British playwright, theatre critic and scholar (1918–2002)

Martin Julius Esslin OBE (6 June 1918 – 24 February 2002) was a Hungarian-born British producer, dramatist, journalist, adaptor and translator, critic, academic scholar and professor of drama, known for coining the term "theatre of the absurd" in his 1961 book The Theatre of the Absurd. This work has been called "the most influential theatrical text of the 1960s".

==Life and work==
Born Pereszlényi Gyula Márton in Budapest, Esslin moved to Vienna with his family at a young age. He studied Philosophy and English at the University of Vienna and later studied directing under Max Reinhardt at the Reinhardt Seminar of Dramatic Arts in 1928; actor Milo Sperber was a classmate. Of Jewish descent (but not of Jewish practice), he fled Austria in the wake of the Anschluss of 1938, moving to Brussels for a year and then moving on to England.

In his book, Theatre of the Absurd, written in 1961, he defined the "Theatre of the Absurd" as follows:

The Theatre of the Absurd strives to express its sense of the senselessness of the human condition and the inadequacy of the rational approach by the open abandonment of rational devices and discursive thought.
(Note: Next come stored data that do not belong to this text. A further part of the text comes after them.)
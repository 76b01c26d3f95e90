//! Language toolchains: rustup, nvm, uv, and uv-managed tools.
use anyhow::Result;

use super::{Context, Gate, ProcessOpts, Unit, UnitResult, UnitStats};
use crate::resources::installer::{InstallProbe, ScriptInstaller};
use crate::resources::line::LineInFile;
use crate::resources::Resource as _;
use crate::resources::package::PackageResource;
use crate::units::process::{process_single, run_resources};

/// Install the Rust toolchain via rustup and wire the cargo env line.
#[derive(Debug)]
pub struct RustToolchain;

impl Unit for RustToolchain {
    fn name(&self) -> &'static str {
        "rust-toolchain"
    }

    fn gate(&self, ctx: &Context) -> Gate {
        if !ctx.config.package_enabled("cargo") {
            return Gate::Disabled("disabled by configuration".to_string());
        }
        if ctx.platform.is_openwrt() {
            return Gate::Unsupported("no host toolchain on OpenWrt".to_string());
        }
        Gate::Run
    }

    fn run(&self, ctx: &Context) -> Result<UnitResult> {
        let installer = ScriptInstaller::new(
            "rustup",
            InstallProbe::Binary("cargo"),
            "https://sh.rustup.rs",
            &["-s", "--", "-y", "--no-modify-path"],
            ctx.executor.as_ref(),
        );
        let mut stats = run_resources(
            ctx,
            std::iter::once(installer),
            &ProcessOpts::install_missing("install"),
        )?;
        stats += run_resources(
            ctx,
            std::iter::once(LineInFile::new(
                ctx.zshrc(),
                ". \"$HOME/.cargo/env\"".to_string(),
            )),
            &ProcessOpts::apply_all("append"),
        )?;
        Ok(stats.finish(ctx))
    }
}

/// Install nvm, or native node where glibc binaries are unavailable.
#[derive(Debug)]
pub struct NodeVersionManager;

impl NodeVersionManager {
    /// Native package name used on musl-based systems.
    fn native_package(ctx: &Context) -> &'static str {
        if ctx.platform.is_openwrt() { "node" } else { "nodejs" }
    }
}

impl Unit for NodeVersionManager {
    fn name(&self) -> &'static str {
        "nvm"
    }

    fn gate(&self, ctx: &Context) -> Gate {
        if !ctx.config.package_enabled("nvm") {
            return Gate::Disabled("disabled by configuration".to_string());
        }
        if ctx.platform.is_musl_based() && !ctx.platform.has_package_manager() {
            return Gate::Unsupported("no package manager for the native fallback".to_string());
        }
        Gate::Run
    }

    fn run(&self, ctx: &Context) -> Result<UnitResult> {
        if ctx.platform.is_musl_based() {
            // Version managers download glibc-linked node builds; fall back
            // to the distribution package instead.
            ctx.log.info("glibc version manager unavailable; installing node natively");
            let package = Self::native_package(ctx);
            let resource = PackageResource::new(
                package.to_string(),
                ctx.platform.package_manager,
                ctx.elevation,
                ctx.executor.as_ref(),
            );
            let state = resource.current_state()?;
            let stats = process_single(
                ctx,
                &resource,
                state,
                &ProcessOpts::install_missing("install"),
            )?;
            return Ok(stats.finish(ctx));
        }

        let nvm_dir = ctx.home.join(".nvm");
        let installer = ScriptInstaller::new(
            "nvm",
            InstallProbe::File(nvm_dir.join("nvm.sh")),
            "https://raw.githubusercontent.com/nvm-sh/nvm/v0.40.1/install.sh",
            &[],
            ctx.executor.as_ref(),
        );
        let mut stats = run_resources(
            ctx,
            std::iter::once(installer),
            &ProcessOpts::install_missing("install"),
        )?;

        let rc = ctx.zshrc();
        let lines = [
            "export NVM_DIR=\"$HOME/.nvm\"".to_string(),
            "[ -s \"$NVM_DIR/nvm.sh\" ] && . \"$NVM_DIR/nvm.sh\"".to_string(),
        ];
        stats += run_resources(
            ctx,
            lines
                .into_iter()
                .map(|line| LineInFile::new(rc.clone(), line)),
            &ProcessOpts::apply_all("append"),
        )?;
        Ok(stats.finish(ctx))
    }
}

/// Install uv via its bootstrap script and put `~/.local/bin` on PATH.
#[derive(Debug)]
pub struct UvInstaller;

impl Unit for UvInstaller {
    fn name(&self) -> &'static str {
        "uv"
    }

    fn gate(&self, ctx: &Context) -> Gate {
        if !ctx.config.package_enabled("uv") {
            return Gate::Disabled("disabled by configuration".to_string());
        }
        Gate::Run
    }

    fn run(&self, ctx: &Context) -> Result<UnitResult> {
        let installer = ScriptInstaller::new(
            "uv",
            InstallProbe::Binary("uv"),
            "https://astral.sh/uv/install.sh",
            &[],
            ctx.executor.as_ref(),
        );
        let mut stats = run_resources(
            ctx,
            std::iter::once(installer),
            &ProcessOpts::install_missing("install"),
        )?;
        stats += run_resources(
            ctx,
            std::iter::once(LineInFile::new(
                ctx.zshrc(),
                "export PATH=\"$HOME/.local/bin:$PATH\"".to_string(),
            )),
            &ProcessOpts::apply_all("append"),
        )?;
        Ok(stats.finish(ctx))
    }
}

/// A tool managed by `uv tool install` (ruff, ty).
#[derive(Debug)]
pub struct UvTool {
    tool: &'static str,
}

impl UvTool {
    /// The ruff linter/formatter.
    #[must_use]
    pub const fn ruff() -> Self {
        Self { tool: "ruff" }
    }

    /// The ty type checker.
    #[must_use]
    pub const fn ty() -> Self {
        Self { tool: "ty" }
    }
}

impl Unit for UvTool {
    fn name(&self) -> &'static str {
        self.tool
    }

    fn dependencies(&self) -> &'static [&'static str] {
        &["uv"]
    }

    fn gate(&self, ctx: &Context) -> Gate {
        if !ctx.config.package_enabled(self.tool) {
            return Gate::Disabled("disabled by configuration".to_string());
        }
        if !ctx.executor.which("uv") {
            return Gate::Unsupported("uv is not installed".to_string());
        }
        Gate::Run
    }

    fn run(&self, ctx: &Context) -> Result<UnitResult> {
        let mut stats = UnitStats::new();
        if ctx.executor.which(self.tool) {
            ctx.log.debug(&format!("ok: {}", self.tool));
            stats.already_ok += 1;
            return Ok(stats.finish(ctx));
        }
        if ctx.dry_run {
            ctx.log
                .dry_run(&format!("would run: uv tool install {}", self.tool));
            stats.changed += 1;
            return Ok(stats.finish(ctx));
        }
        ctx.executor.run("uv", &["tool", "install", self.tool])?;
        stats.changed += 1;
        Ok(stats.finish(ctx))
    }
}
This attribute of "absurdity" was not accepted by many of the playwrights associated with this trend. Playwright Eugène Ionesco stated that he did not like labels. Ahmad Kamyabi Mask criticized Esslin for a purported "colonialist" quality of this title for the Avant-garde theater. However, his work inspired other playwrights such as Samuel Beckett, Arthur Adamov, Jean Genet, and Harold Pinter (as well as Ionesco).

He began working for the BBC in 1940, serving as a producer, script writer and broadcaster. He headed BBC Radio Drama from 1963–77, having previously worked for the external European Service. He was later given the position of Head of Radio Drama, in which he tried to bring to life his dream of "national theatre of the air". He and his BBC team also translated many foreign works into English during this time. After leaving the BBC he held senior academic posts at Florida State University from 1969 to 1976 and Stanford University from 1977 to 1988. In 1977, Esslin joined the Magic Theatre as the first resident dramaturg in American theatre, a position now integral to American new playhouses.

Some of the works he adapted and translated from the original German between 1967 and 1990 included many plays of Wolfgang Bauer. Original works included Theatre of the Absurd (1962), Absurd Drama (1965), Brecht: A Choice of Evils (1959), The Anatomy of Drama (1976), The Peopled Wound: The Work of Harold Pinter (1970), Artaud (1976) and The Age of Television (1981), The Field of Drama (1987), and several other essays, articles, and reviews.

In 1947, he married Renate Gerstenberg, and they worked together on many translations (some she did herself but they were published under his name in order to sell better). They had a child named Monica.

==Death and legacy==
Esslin died in London on 24 February 2002 at the age of 83 after having suffered from Parkinson's disease. Keble College, Oxford, maintains a special collection of more than 3,000 of his personal items, including his own works and books by other prominent dramatists, and the student drama society is named after him.